YOUR GOAL —
Pick out the lines in the listing below that contain the word "client" and copy them.

DATA SECTION —

* * * * * * * * *

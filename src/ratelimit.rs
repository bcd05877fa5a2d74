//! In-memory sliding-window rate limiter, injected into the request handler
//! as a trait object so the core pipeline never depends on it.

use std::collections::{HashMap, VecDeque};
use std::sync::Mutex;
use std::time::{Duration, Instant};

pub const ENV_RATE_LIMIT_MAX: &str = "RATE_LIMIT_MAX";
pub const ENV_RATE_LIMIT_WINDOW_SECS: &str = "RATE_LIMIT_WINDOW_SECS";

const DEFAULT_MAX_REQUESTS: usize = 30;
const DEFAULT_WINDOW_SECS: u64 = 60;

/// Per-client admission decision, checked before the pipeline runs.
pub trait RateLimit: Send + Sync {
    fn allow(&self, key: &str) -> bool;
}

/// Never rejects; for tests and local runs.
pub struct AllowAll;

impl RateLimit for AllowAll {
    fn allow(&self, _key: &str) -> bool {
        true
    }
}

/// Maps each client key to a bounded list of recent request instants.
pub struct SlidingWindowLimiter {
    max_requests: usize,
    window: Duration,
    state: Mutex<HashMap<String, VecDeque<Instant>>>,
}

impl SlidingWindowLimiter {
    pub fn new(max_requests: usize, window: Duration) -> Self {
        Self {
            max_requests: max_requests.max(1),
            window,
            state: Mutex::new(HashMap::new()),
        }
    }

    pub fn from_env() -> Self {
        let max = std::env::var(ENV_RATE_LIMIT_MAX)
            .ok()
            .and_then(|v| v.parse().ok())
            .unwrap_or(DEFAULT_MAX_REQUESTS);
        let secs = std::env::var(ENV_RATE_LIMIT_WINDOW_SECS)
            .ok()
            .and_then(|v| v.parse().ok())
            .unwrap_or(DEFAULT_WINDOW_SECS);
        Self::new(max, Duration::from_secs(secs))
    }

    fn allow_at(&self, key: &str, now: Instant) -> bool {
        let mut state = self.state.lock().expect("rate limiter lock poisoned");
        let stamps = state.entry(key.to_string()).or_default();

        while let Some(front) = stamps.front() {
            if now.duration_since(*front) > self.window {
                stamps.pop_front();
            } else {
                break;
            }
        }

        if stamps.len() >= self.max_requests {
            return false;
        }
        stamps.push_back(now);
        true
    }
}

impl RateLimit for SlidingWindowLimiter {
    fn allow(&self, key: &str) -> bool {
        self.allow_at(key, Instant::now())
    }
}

* * * * * * * * *

RESPONSE —
/// Per-client admission decision, checked before the pipeline runs.
/// Maps each client key to a bounded list of recent request instants.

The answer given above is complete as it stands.